◆ The problem ◆
Every line containing "from" should be copied out. Go through the entries and find them.

◆ Source data ◆
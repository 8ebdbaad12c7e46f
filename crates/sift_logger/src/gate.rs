//! Warning suppression combining the project and transitive policies.

use log::debug;
use sift_diagnostics::{Level, RestoreMessage};
use sift_suppression::{
    ProjectMetadata, RestoreGraph, SharedPolicy, SuppressionPolicy, TransitiveSuppressionFactory,
};
use std::sync::{Arc, OnceLock};

/// Decides whether a warning is suppressed by project or transitive policy.
///
/// The project policy is consulted first. Only when it lets a warning through
/// is the transitive policy consulted, and only then is the transitive policy
/// built from the restore graphs and project metadata. Building happens at
/// most once per gate, even when many producers raise warnings concurrently.
pub struct SuppressionGate {
    factory: Arc<dyn TransitiveSuppressionFactory>,
    project: Option<SharedPolicy>,
    transitive: OnceLock<SharedPolicy>,
    graphs: Vec<RestoreGraph>,
    metadata: Option<ProjectMetadata>,
}

impl SuppressionGate {
    /// Creates a gate that builds its transitive policy with `factory`.
    pub fn new(factory: impl TransitiveSuppressionFactory + 'static) -> Self {
        Self {
            factory: Arc::new(factory),
            project: None,
            transitive: OnceLock::new(),
            graphs: Vec::new(),
            metadata: None,
        }
    }

    /// Sets the project policy.
    pub fn with_project_policy(mut self, policy: SharedPolicy) -> Self {
        self.set_project_policy(policy);
        self
    }

    /// Sets the restore graphs the transitive policy is built from.
    pub fn with_restore_graphs(mut self, graphs: Vec<RestoreGraph>) -> Self {
        self.set_restore_graphs(graphs);
        self
    }

    /// Sets the project metadata the transitive policy is built from.
    pub fn with_project_metadata(mut self, metadata: ProjectMetadata) -> Self {
        self.set_project_metadata(metadata);
        self
    }

    /// Replaces the project policy.
    pub fn set_project_policy(&mut self, policy: SharedPolicy) {
        self.project = Some(policy);
    }

    /// Replaces the transitive policy, so the factory is never called.
    pub fn set_transitive_policy(&mut self, policy: SharedPolicy) {
        self.transitive = OnceLock::from(policy);
    }

    /// Replaces the restore graphs.
    pub fn set_restore_graphs(&mut self, graphs: Vec<RestoreGraph>) {
        self.graphs = graphs;
    }

    /// Replaces the project metadata.
    pub fn set_project_metadata(&mut self, metadata: ProjectMetadata) {
        self.metadata = Some(metadata);
    }

    /// Returns the project policy, if one is attached.
    pub fn project_policy(&self) -> Option<&SharedPolicy> {
        self.project.as_ref()
    }

    /// Returns the transitive policy if it has been set or built.
    pub fn transitive_policy(&self) -> Option<&SharedPolicy> {
        self.transitive.get()
    }

    /// Returns the restore graphs.
    pub fn restore_graphs(&self) -> &[RestoreGraph] {
        &self.graphs
    }

    /// Returns the project metadata, if set.
    pub fn project_metadata(&self) -> Option<&ProjectMetadata> {
        self.metadata.as_ref()
    }

    /// Returns `true` if `message` is a warning either policy suppresses.
    pub fn is_suppressed(&self, message: &RestoreMessage) -> bool {
        if message.level != Level::Warning {
            return false;
        }

        if self.project.as_ref().is_some_and(|p| p.apply(message)) {
            debug!("warning {} suppressed by project policy", message.code);
            return true;
        }

        if self.transitive_or_build().is_some_and(|p| p.apply(message)) {
            debug!(
                "warning {} for '{}' suppressed by transitive policy",
                message.code,
                message.library_id.as_deref().unwrap_or_default()
            );
            return true;
        }

        false
    }

    /// Returns the transitive policy, building it on first use.
    ///
    /// Without graphs or project metadata there is nothing to build from and
    /// no transitive suppression applies.
    fn transitive_or_build(&self) -> Option<&SharedPolicy> {
        if let Some(policy) = self.transitive.get() {
            return Some(policy);
        }
        let metadata = self.metadata.as_ref()?;
        if self.graphs.is_empty() {
            return None;
        }
        Some(self.transitive.get_or_init(|| {
            debug!(
                "building transitive warning suppression for '{}'",
                metadata.project_name
            );
            self.factory.build(&self.graphs, metadata)
        }))
    }
}

#[cfg(test)]
mod tests {
    use super::*;
    use sift_diagnostics::DiagnosticCode;
    use std::sync::atomic::{AtomicUsize, Ordering};

    const NU1605: DiagnosticCode = DiagnosticCode::Nu(1605);
    const NU1603: DiagnosticCode = DiagnosticCode::Nu(1603);

    fn suppress(code: DiagnosticCode) -> SharedPolicy {
        Arc::new(move |m: &RestoreMessage| m.code == code)
    }

    fn counting_factory(
        builds: Arc<AtomicUsize>,
        code: DiagnosticCode,
    ) -> impl TransitiveSuppressionFactory {
        move |_: &[RestoreGraph], _: &ProjectMetadata| -> SharedPolicy {
            builds.fetch_add(1, Ordering::SeqCst);
            suppress(code)
        }
    }

    fn with_context(gate: SuppressionGate) -> SuppressionGate {
        gate.with_restore_graphs(vec![RestoreGraph::new("net8.0", "app")])
            .with_project_metadata(ProjectMetadata::new("app"))
    }

    #[test]
    fn non_warnings_pass() {
        let builds = Arc::new(AtomicUsize::new(0));
        let gate = with_context(SuppressionGate::new(counting_factory(builds.clone(), NU1605)))
            .with_project_policy(Arc::new(|_: &RestoreMessage| true));
        assert!(!gate.is_suppressed(&RestoreMessage::error(NU1605, "e")));
        assert!(!gate.is_suppressed(&RestoreMessage::new(Level::Minimal, NU1605, "m")));
        assert_eq!(builds.load(Ordering::SeqCst), 0);
    }

    #[test]
    fn project_policy_short_circuits() {
        let builds = Arc::new(AtomicUsize::new(0));
        let gate = with_context(SuppressionGate::new(counting_factory(builds.clone(), NU1605)))
            .with_project_policy(suppress(NU1605));
        assert!(gate.is_suppressed(&RestoreMessage::warning(NU1605, "w")));
        assert_eq!(builds.load(Ordering::SeqCst), 0);
        assert!(gate.transitive_policy().is_none());
    }

    #[test]
    fn transitive_built_once_on_first_unsuppressed_warning() {
        let builds = Arc::new(AtomicUsize::new(0));
        let gate = with_context(SuppressionGate::new(counting_factory(builds.clone(), NU1605)));
        assert!(gate.is_suppressed(&RestoreMessage::warning(NU1605, "w")));
        assert!(!gate.is_suppressed(&RestoreMessage::warning(NU1603, "w")));
        assert!(gate.is_suppressed(&RestoreMessage::warning(NU1605, "w")));
        assert_eq!(builds.load(Ordering::SeqCst), 1);
        assert!(gate.transitive_policy().is_some());
    }

    #[test]
    fn no_context_means_no_transitive_suppression() {
        let builds = Arc::new(AtomicUsize::new(0));
        let gate = SuppressionGate::new(counting_factory(builds.clone(), NU1605));
        assert!(!gate.is_suppressed(&RestoreMessage::warning(NU1605, "w")));

        let gate = SuppressionGate::new(counting_factory(builds.clone(), NU1605))
            .with_project_metadata(ProjectMetadata::new("app"));
        assert!(!gate.is_suppressed(&RestoreMessage::warning(NU1605, "w")));
        assert_eq!(builds.load(Ordering::SeqCst), 0);
    }

    #[test]
    fn explicit_transitive_policy_skips_factory() {
        let builds = Arc::new(AtomicUsize::new(0));
        let mut gate = with_context(SuppressionGate::new(counting_factory(builds.clone(), NU1603)));
        gate.set_transitive_policy(suppress(NU1605));
        assert!(gate.is_suppressed(&RestoreMessage::warning(NU1605, "w")));
        assert!(!gate.is_suppressed(&RestoreMessage::warning(NU1603, "w")));
        assert_eq!(builds.load(Ordering::SeqCst), 0);
    }

    #[test]
    fn concurrent_warnings_build_once() {
        let builds = Arc::new(AtomicUsize::new(0));
        let gate = with_context(SuppressionGate::new(counting_factory(builds.clone(), NU1605)));
        std::thread::scope(|scope| {
            for _ in 0..16 {
                scope.spawn(|| {
                    assert!(gate.is_suppressed(&RestoreMessage::warning(NU1605, "w")));
                });
            }
        });
        assert_eq!(builds.load(Ordering::SeqCst), 1);
    }
}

◆ Task solution ◆
/// built from the restore graphs and project metadata. Building happens at
    /// Sets the restore graphs the transitive policy is built from.
    /// Sets the project metadata the transitive policy is built from.
        self.transitive = OnceLock::from(policy);
    /// Without graphs or project metadata there is nothing to build from and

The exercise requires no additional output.